I’ve been working today on data collection for my dissertation and wrote some python scripts to parse the logs of a number of FLOSS repositories and store the data into a Django model to make querying the data easier. So I run a script to collect the log messages for the year 2008, and everything seems to be progressing fine. You can see the names of projects my script is working on flying by the screen, until it hit the Linux Kernel 2.6.
The activity on the project is absolutely enormous compared to the other projects in my data sample (which includes Wine and Django). The names that were flying up my screen simply stopped as if we hit a brick wall.
So I wait for a minute, then I got a flat tire:
File "/usr/lib/python2.5/site-packages/django/utils/encoding.py", line 77, in force_unicode
raise DjangoUnicodeDecodeError(s, *e.args)

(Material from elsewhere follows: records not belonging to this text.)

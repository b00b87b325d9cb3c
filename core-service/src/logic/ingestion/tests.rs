use std::fs::OpenOptions;
use std::io::Write;
use std::sync::atomic::{AtomicUsize, Ordering};
use std::sync::Arc;
use std::time::Duration;

use tokio::sync::mpsc;
use tokio::time::timeout;

use super::worker::{spawn, WorkerConfig, WorkerMessage};
use crate::logic::liveness::LiveGuard;

fn fast_config() -> WorkerConfig {
    WorkerConfig {
        flush_interval: Duration::from_millis(100),
        wait_for_file: Duration::from_millis(500),
        stop_grace: Duration::from_millis(500),
    }
}

fn sample_line(cpu: f64) -> String {
    format!(
        r#"{{"event":"sample","timestamp":"2024-05-01T10:00:00Z","cpu_percent":{},"memory_rss":1024,"threads":1}}"#,
        cpu
    )
}

async fn collect_until_stopped(rx: &mut mpsc::UnboundedReceiver<WorkerMessage>) -> Vec<WorkerMessage> {
    let mut messages = Vec::new();
    while let Ok(Some(msg)) = timeout(Duration::from_secs(3), rx.recv()).await {
        let stopped = msg == WorkerMessage::Stopped;
        messages.push(msg);
        if stopped {
            break;
        }
    }
    messages
}

#[tokio::test]
async fn test_worker_batches_appended_samples() {
    let dir = tempfile::tempdir().unwrap();
    let path = dir.path().join("samples.jsonl");
    let counter = Arc::new(AtomicUsize::new(0));
    let (tx, mut rx) = mpsc::unbounded_channel();

    let mut handle = spawn(fast_config(), tx, LiveGuard::new(&counter)).unwrap();
    handle.start(path.clone());

    let mut file = OpenOptions::new().create(true).append(true).open(&path).unwrap();
    for i in 0..4 {
        writeln!(file, "{}", sample_line(i as f64)).unwrap();
    }
    writeln!(file, "{{broken").unwrap();
    file.flush().unwrap();

    tokio::time::sleep(Duration::from_millis(400)).await;
    handle.stop().await;

    let messages = collect_until_stopped(&mut rx).await;
    assert!(matches!(messages.first(), Some(WorkerMessage::Started { .. })));
    assert_eq!(messages.last(), Some(&WorkerMessage::Stopped));

    let samples: Vec<f64> = messages
        .iter()
        .filter_map(|m| match m {
            WorkerMessage::Batch(batch) => Some(batch.iter().map(|s| s.cpu_percent).collect::<Vec<_>>()),
            _ => None,
        })
        .flatten()
        .collect();
    assert_eq!(samples, vec![0.0, 1.0, 2.0, 3.0]);
    assert_eq!(counter.load(Ordering::SeqCst), 0);
}

#[tokio::test]
async fn test_stop_flushes_remainder() {
    let dir = tempfile::tempdir().unwrap();
    let path = dir.path().join("samples.jsonl");
    std::fs::write(&path, "").unwrap();

    let counter = Arc::new(AtomicUsize::new(0));
    let (tx, mut rx) = mpsc::unbounded_channel();
    let config = WorkerConfig {
        flush_interval: Duration::from_secs(60),
        ..fast_config()
    };

    let mut handle = spawn(config, tx, LiveGuard::new(&counter)).unwrap();
    handle.start(path.clone());
    tokio::time::sleep(Duration::from_millis(100)).await;

    let mut file = OpenOptions::new().append(true).open(&path).unwrap();
    writeln!(file, "{}", sample_line(42.0)).unwrap();
    file.flush().unwrap();

    handle.stop().await;
    let messages = collect_until_stopped(&mut rx).await;

    let total: usize = messages
        .iter()
        .map(|m| match m {
            WorkerMessage::Batch(batch) => batch.len(),
            _ => 0,
        })
        .sum();
    assert_eq!(total, 1);
    assert_eq!(messages.last(), Some(&WorkerMessage::Stopped));
}

#[tokio::test]
async fn test_stop_while_waiting_for_missing_file() {
    let dir = tempfile::tempdir().unwrap();
    let path = dir.path().join("never.jsonl");
    let counter = Arc::new(AtomicUsize::new(0));
    let (tx, mut rx) = mpsc::unbounded_channel();
    let config = WorkerConfig {
        wait_for_file: Duration::from_secs(2),
        ..fast_config()
    };

    let mut handle = spawn(config, tx, LiveGuard::new(&counter)).unwrap();
    handle.start(path);
    assert_eq!(counter.load(Ordering::SeqCst), 1);

    handle.stop().await;
    let messages = collect_until_stopped(&mut rx).await;

    assert_eq!(messages.last(), Some(&WorkerMessage::Stopped));
    assert_eq!(counter.load(Ordering::SeqCst), 0);

    // Second stop is a no-op
    handle.stop().await;
}
//! Core Error Types
//!
//! Một enum lỗi chung cho toàn bộ core. Chỉ lỗi validate lúc `start()` được
//! trả về cho người dùng; các lỗi còn lại được log và nuốt ở background.

use thiserror::Error;

use super::ai_bridge::RemoteError;

pub type CoreResult<T> = Result<T, CoreError>;

#[derive(Debug, Error)]
pub enum CoreError {
    /// Bad jail path, unreadable or invalid configuration document
    #[error("configuration error: {0}")]
    Configuration(String),

    /// Network isolation requested but the isolation utility is missing
    #[error("isolation unavailable: {0}")]
    IsolationUnavailable(String),

    /// The OS refused to launch the sandboxed command
    #[error("failed to spawn process: {0}")]
    Spawn(String),

    /// Sample file not present yet, handle vanished mid-scan
    #[error("transient io error: {0}")]
    TransientIo(#[from] std::io::Error),

    /// Rate limit, server or network failure after retries
    #[error("remote service error: {0}")]
    RemoteService(String),

    /// Remote service answered with something that is not an analysis
    #[error("malformed response: {0}")]
    MalformedResponse(String),

    #[error("persistence error: {0}")]
    Persistence(String),
}

impl CoreError {
    /// Startup validation failures are the only user-visible errors
    pub fn is_start_failure(&self) -> bool {
        matches!(
            self,
            CoreError::Configuration(_) | CoreError::IsolationUnavailable(_) | CoreError::Spawn(_)
        )
    }
}

impl From<rusqlite::Error> for CoreError {
    fn from(err: rusqlite::Error) -> Self {
        CoreError::Persistence(err.to_string())
    }
}

impl From<toml::de::Error> for CoreError {
    fn from(err: toml::de::Error) -> Self {
        CoreError::Configuration(err.to_string())
    }
}

impl From<RemoteError> for CoreError {
    fn from(err: RemoteError) -> Self {
        match err {
            RemoteError::Malformed(msg) => CoreError::MalformedResponse(msg),
            other => CoreError::RemoteService(other.to_string()),
        }
    }
}
//! CPU Feature Extraction
//!
//! Trích xuất các features liên quan đến CPU usage.

use super::snapshot::{FeatureExtractor, FeatureSnapshot};
use crate::logic::ingestion::ProcessMetricsSample;

/// Samples above this count toward `cpu_above_50_ratio` (%)
pub const CPU_BUSY_THRESHOLD: f64 = 50.0;

/// CPU Features từ raw samples
#[derive(Debug, Clone, Default)]
pub struct CpuFeatures {
    pub max_usage: f64,
    pub busy_count: u32,
    pub total_samples: u32,
    sum: f64,
    sum_sq: f64,
}

impl CpuFeatures {
    pub fn new() -> Self {
        Self::default()
    }

    pub fn avg_usage(&self) -> f64 {
        if self.total_samples > 0 {
            self.sum / self.total_samples as f64
        } else {
            0.0
        }
    }

    /// Population standard deviation
    pub fn stddev(&self) -> f64 {
        if self.total_samples == 0 {
            return 0.0;
        }
        let n = self.total_samples as f64;
        let mean = self.sum / n;
        (self.sum_sq / n - mean * mean).max(0.0).sqrt()
    }

    pub fn busy_ratio(&self) -> f64 {
        if self.total_samples > 0 {
            self.busy_count as f64 / self.total_samples as f64
        } else {
            0.0
        }
    }
}

impl FeatureExtractor for CpuFeatures {
    fn add_sample(&mut self, sample: &ProcessMetricsSample) {
        let usage = sample.cpu_percent;
        if self.total_samples == 0 || usage > self.max_usage {
            self.max_usage = usage;
        }
        if usage > CPU_BUSY_THRESHOLD {
            self.busy_count += 1;
        }
        self.total_samples += 1;
        self.sum += usage;
        self.sum_sq += usage * usage;
    }

    fn extract(&self, snapshot: &mut FeatureSnapshot) {
        snapshot.cpu_avg = self.avg_usage();
        snapshot.cpu_max = self.max_usage;
        snapshot.cpu_stddev = self.stddev();
        snapshot.cpu_above_50_ratio = self.busy_ratio();
    }
}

django.utils.encoding.DjangoUnicodeDecodeError: 'utf8' codec can't decode bytes in position 705-708:
invalid data. You passed in '...Signed-off-by: Bj\xf6rn Steinbrink <B.Steinbrink@gmx.de>
Signed-off-by: David S. Miller <firstname.lastname@example.org>\n\n' (<type 'str'>)
I beleive everything is configured for UTF8 encoding on my end, but I suspect this part of the string is problematic Bj\xf6rn. I normally would replace the character, but since im dealing with 200+ projects and well over 100K commit messages, I don’t think this would be a good option.
I hope this doesn’t take very long to fix.
Update on situation: Took me an hour of playing with encoding only to have conceded in the end. I decided to simply modify the text. I don’t think I have the time for this.